Full-length 16S is the only way to resolve all clades in the human gut, without bias

  • The proportion of 16S sequences from each bacterial genus that cannot be identified at the species level varies significantly depending on which variable region is used.
  • Since the human gut can harbor a broad diversity of bacterial clades, only full-length sequences (V1–V9) can provide unbiased resolution of all the species present.

For bacteria and archaea, the 16S rRNA gene is the most common target for amplicon sequencing. For fungi, three target genes are generally sequenced: the 18S rRNA gene and two internal transcribed spacers (ITS) located between rRNA genes. These regions are usually sufficiently divergent to separate even highly related species, and can sometimes differentiate subspecies.

Our standard bioinformatics analyses include alpha-diversity analysis, OTU analysis, species annotation, beta-diversity analysis, and multi-variate statistical analysis.

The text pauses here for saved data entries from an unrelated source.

use std::sync::Arc;

use harmonia_core::{ExportEngine, MessageStore};

pub type AppState = Arc<AppStateInner>;

pub struct AppStateInner {
    pub store: MessageStore,
    pub export: ExportEngine,
}
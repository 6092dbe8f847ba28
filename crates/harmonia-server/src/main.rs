mod config;

use std::sync::Arc;

use tower_http::cors::CorsLayer;
use tower_http::trace::TraceLayer;
use tracing::info;

use harmonia_api::state::{AppState, AppStateInner};
use harmonia_core::{
    AuditDispatcher, AuditSink, ContentFilter, ExportEngine, HttpAuditSink, MessageStore,
    StaticMetadata, SystemClock, TracingAuditSink, WordlistFilter, spawn_audit_worker,
};

use crate::config::ServerConfig;

#[tokio::main]
async fn main() -> anyhow::Result<()> {
    // Load .env if present
    let _ = dotenvy::dotenv();

    // Init logging
    tracing_subscriber::fmt()
        .with_env_filter(
            tracing_subscriber::EnvFilter::try_from_default_env()
                .unwrap_or_else(|_| "harmonia=debug,tower_http=debug".into()),
        )
        .init();

    let config = ServerConfig::from_env()?;

    // Moderation
    let filter: Arc<dyn ContentFilter> = match (&config.moderation_terms, &config.moderation_wordlist) {
        (Some(terms), _) => Arc::new(WordlistFilter::new(terms.iter())),
        (None, Some(path)) => Arc::new(WordlistFilter::load(path)?),
        (None, None) => Arc::new(WordlistFilter::default()),
    };

    // Audit
    let sink: Arc<dyn AuditSink> = match &config.audit_url {
        Some(url) => {
            info!("Audit events go to {}", url);
            Arc::new(HttpAuditSink::new(url.as_str(), config.audit_policy.timeout)?)
        }
        None => {
            info!("No audit endpoint configured, audit events go to the log");
            Arc::new(TracingAuditSink)
        }
    };
    let (audit, rx) = AuditDispatcher::channel(config.audit_queue_capacity);
    spawn_audit_worker(rx, sink, config.audit_policy);

    // Store
    let clock = Arc::new(SystemClock);
    let store = match &config.db_path {
        Some(path) => {
            let journal = Arc::new(harmonia_db::Database::open(path)?);
            MessageStore::open(journal, filter, clock.clone(), audit)?
        }
        None => {
            info!("No HARMONIA_DB_PATH set, messages are kept in memory only");
            MessageStore::new(filter, clock.clone(), audit)
        }
    };

    // Export
    let metadata = match &config.threads_path {
        Some(path) => StaticMetadata::load(path)?,
        None => StaticMetadata::new(),
    };
    let export = ExportEngine::new(Arc::new(metadata), clock).with_offset(config.export_offset);

    let state: AppState = Arc::new(AppStateInner { store, export });

    let app = harmonia_api::router(state)
        .layer(CorsLayer::permissive())
        .layer(TraceLayer::new_for_http());

    let addr = config.addr();
    info!("Harmonia server listening on {}", addr);

    let listener = tokio::net::TcpListener::bind(&addr).await?;
    axum::serve(listener, app).await?;

    Ok(())
}
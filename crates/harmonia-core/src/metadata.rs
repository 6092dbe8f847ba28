use std::collections::HashMap;
use std::path::Path;

use anyhow::{Context, Result};
use tracing::info;

use harmonia_types::models::ThreadMetadata;

/// Resolves display names for a thread. Read-only from the pipeline's side.
pub trait MetadataProvider: Send + Sync {
    fn resolve(&self, thread_id: &str) -> Option<ThreadMetadata>;
}

/// Resolve, falling back to the raw thread id for unknown threads.
pub fn resolve_or_fallback(provider: &dyn MetadataProvider, thread_id: &str) -> ThreadMetadata {
    provider
        .resolve(thread_id)
        .unwrap_or_else(|| ThreadMetadata::fallback(thread_id))
}

/// Fixed thread -> names map, typically loaded once at startup.
#[derive(Debug, Clone, Default)]
pub struct StaticMetadata {
    threads: HashMap<String, ThreadMetadata>,
}

impl StaticMetadata {
    pub fn new() -> Self {
        Self::default()
    }

    pub fn insert(&mut self, thread_id: impl Into<String>, metadata: ThreadMetadata) {
        self.threads.insert(thread_id.into(), metadata);
    }

    /// JSON object keyed by thread id.
    pub fn from_json(json: &str) -> Result<Self> {
        let threads: HashMap<String, ThreadMetadata> =
            serde_json::from_str(json).context("invalid thread metadata JSON")?;
        Ok(Self { threads })
    }

    pub fn load(path: &Path) -> Result<Self> {
        let json = std::fs::read_to_string(path)
            .with_context(|| format!("failed to read thread metadata {}", path.display()))?;
        let metadata = Self::from_json(&json)?;
        info!("Loaded metadata for {} threads from {}", metadata.len(), path.display());
        Ok(metadata)
    }

    pub fn len(&self) -> usize {
        self.threads.len()
    }

    pub fn is_empty(&self) -> bool {
        self.threads.is_empty()
    }
}

impl MetadataProvider for StaticMetadata {
    fn resolve(&self, thread_id: &str) -> Option<ThreadMetadata> {
        self.threads.get(thread_id).cloned()
    }
}
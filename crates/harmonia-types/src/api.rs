use chrono::{DateTime, Utc};
use serde::{Deserialize, Serialize};

use crate::models::{DeliveryStatus, ExportFilter, GuardianRole, MessageId, MessageKind};

// -- Messages --

/// Body of `POST /threads/{thread_id}/messages`. The sender id comes from
/// the session, never from the payload.
#[derive(Debug, Deserialize)]
#[serde(deny_unknown_fields)]
pub struct SendMessageRequest {
    pub sender_display_name: String,
    pub sender_role: GuardianRole,
    #[serde(default)]
    pub body: String,
    /// Present for audio messages only.
    #[serde(default)]
    pub audio_duration_secs: Option<u32>,
}

#[derive(Debug, Clone, Serialize, Deserialize)]
pub struct MessageResponse {
    pub id: MessageId,
    pub thread_id: String,
    pub sender_id: String,
    pub sender_display_name: String,
    pub sender_role: GuardianRole,
    pub kind: MessageKind,
    pub body: String,
    pub created_at: DateTime<Utc>,
    pub delivered_at: Option<DateTime<Utc>>,
    pub read_at: Option<DateTime<Utc>>,
    pub legally_relevant: bool,
    pub flagged_offensive: bool,
    pub delivery_status: DeliveryStatus,
    pub unanswered: bool,
    /// Full `sha256:<hex>` digest, for verification.
    pub fingerprint: String,
    /// Truncated form shown next to the message.
    pub fingerprint_display: String,
}

#[derive(Debug, Serialize, Deserialize)]
pub struct MarkReadResponse {
    pub updated: usize,
}

#[derive(Debug, Serialize, Deserialize)]
pub struct ToggleRelevanceResponse {
    pub message_id: MessageId,
    pub legally_relevant: bool,
}

#[derive(Debug, Serialize, Deserialize)]
pub struct UnansweredResponse {
    pub thread_id: String,
    pub count: usize,
}

// -- Export --

#[derive(Debug, Deserialize)]
pub struct ExportQuery {
    #[serde(default)]
    pub filter: ExportFilter,
    #[serde(default = "default_period_days")]
    pub period_days: u32,
}

fn default_period_days() -> u32 {
    30
}
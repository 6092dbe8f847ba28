use axum::{
    Extension,
    extract::{Path, Query, State},
    http::{HeaderName, HeaderValue, StatusCode, header},
    response::IntoResponse,
};
use tracing::error;

use harmonia_core::ExportRequest;
use harmonia_types::api::ExportQuery;
use harmonia_types::events::{AuditAction, AuditEvent};
use harmonia_types::models::Session;

use crate::error::reject;
use crate::state::AppState;

pub const FINGERPRINT_HEADER: &str = "x-content-fingerprint";

/// GET /threads/{thread_id}/export: plain-text evidentiary record as an
/// attachment. An empty selection still yields a valid document.
pub async fn export_thread(
    State(state): State<AppState>,
    Path(thread_id): Path<String>,
    Query(query): Query<ExportQuery>,
    Extension(session): Extension<Session>,
) -> Result<impl IntoResponse, StatusCode> {
    let request = ExportRequest {
        thread_id,
        filter: query.filter,
        period_days: query.period_days,
    };
    let doc = state
        .export
        .export(&state.store, &session, &request)
        .map_err(reject)?;

    state.store.audit().emit(AuditEvent::new(
        AuditAction::ExportGenerate,
        session.actor_id.as_str(),
        request.thread_id.as_str(),
        doc.generated_at,
    ));

    let disposition = content_disposition(&doc.filename);
    let headers = [
        (
            header::CONTENT_TYPE,
            HeaderValue::from_static("text/plain; charset=utf-8"),
        ),
        (header::CONTENT_DISPOSITION, header_value(&disposition)?),
        (
            HeaderName::from_static(FINGERPRINT_HEADER),
            header_value(&doc.fingerprint)?,
        ),
    ];

    Ok((headers, doc.bytes))
}

/// ASCII `filename` for old clients plus RFC 5987 `filename*` for the real name.
fn content_disposition(filename: &str) -> String {
    let ascii: String = filename
        .chars()
        .map(|c| if c.is_ascii_alphanumeric() || "-_.".contains(c) { c } else { '_' })
        .collect();
    format!(
        "attachment; filename=\"{}\"; filename*=UTF-8''{}",
        ascii,
        percent_encode(filename)
    )
}

fn percent_encode(value: &str) -> String {
    let mut out = String::with_capacity(value.len());
    for byte in value.bytes() {
        if byte.is_ascii_alphanumeric() || b"-_.~".contains(&byte) {
            out.push(byte as char);
        } else {
            out.push_str(&format!("%{:02X}", byte));
        }
    }
    out
}

fn header_value(value: &str) -> Result<HeaderValue, StatusCode> {
    HeaderValue::from_str(value).map_err(|e| {
        error!("Invalid header value '{}': {}", value, e);
        StatusCode::INTERNAL_SERVER_ERROR
    })
}
use std::sync::{Mutex, PoisonError};

use chrono::{DateTime, TimeDelta, Utc};

/// Source of "now" for every time-relative computation in the pipeline.
pub trait Clock: Send + Sync {
    fn now(&self) -> DateTime<Utc>;
}

/// Wall clock.
pub struct SystemClock;

impl Clock for SystemClock {
    fn now(&self) -> DateTime<Utc> {
        Utc::now()
    }
}

/// Clock that only moves when told to. Used to pin time in tests.
pub struct ManualClock {
    now: Mutex<DateTime<Utc>>,
}

impl ManualClock {
    pub fn new(start: DateTime<Utc>) -> Self {
        Self {
            now: Mutex::new(start),
        }
    }

    pub fn set(&self, at: DateTime<Utc>) {
        *self.now.lock().unwrap_or_else(PoisonError::into_inner) = at;
    }

    pub fn advance(&self, by: TimeDelta) {
        let mut now = self.now.lock().unwrap_or_else(PoisonError::into_inner);
        *now += by;
    }
}

impl Clock for ManualClock {
    fn now(&self) -> DateTime<Utc> {
        *self.now.lock().unwrap_or_else(PoisonError::into_inner)
    }
}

Applications range from identifying a single species in pure culture to characterizing the microbiota of animals or plants to comparing species diversity and population structure in various environmental sources or geographic regions. Our specialists can advise you on the appropriate analyses for your project.

Metatranscriptome Sequencing

Microbial transcriptome and metatranscriptome information is important for predicting resistance to specific antibiotics, understanding host-pathogen immune interactions, quantifying gene expression changes, and tracking disease progression. Next-generation RNA-Seq (RNA sequencing) of bacteria, viruses, and other microbes has become a standard method for analyzing transcriptome and metatranscriptome information.


Cellular RNA is extracted and converted to cDNA, which is used to prepare sequencing libraries. Sequence reads are then mapped back to the reference genome, providing qualitative information on features such as exon junctions and splicing sites, as well as quantitative transcript data that can be compared across many experimental sets.
Unlike hybridization-based methods such as microarrays, RNA-Seq enables unbiased strand-specific identification of common and novel transcripts. A wide dynamic range enables confident identification of both high and low expressors in a single bacterial, viral, or other microbial RNA-Seq experiment. Multiple samples can be processed at once with a streamlined workflow suitable for automation.

Microbial Genome Sequencing

De Novo Microbial Genome Sequencing


De novo whole-genome sequencing involves assembling a genome without the use of a genomic reference and is often used to sequence novel microbial genomes. Illumina sequencers provide high coverage but shorter read lengths of unparalleled raw read accuracy. We also use PacBio RS II or Sequel for its higher read length and read depth for high-quality draft and complete microbial genome assemblies.


Microbial Whole-Genome Resequencing

Nucleome provides microbial whole-genome resequencing services to sequence the entire genome of a bacteria, virus, or other microbe, and comparing the sequence to that of a known reference for detecting low frequency mutations, finding key deletions and insertions, and discovering other genetic changes among microbial strains.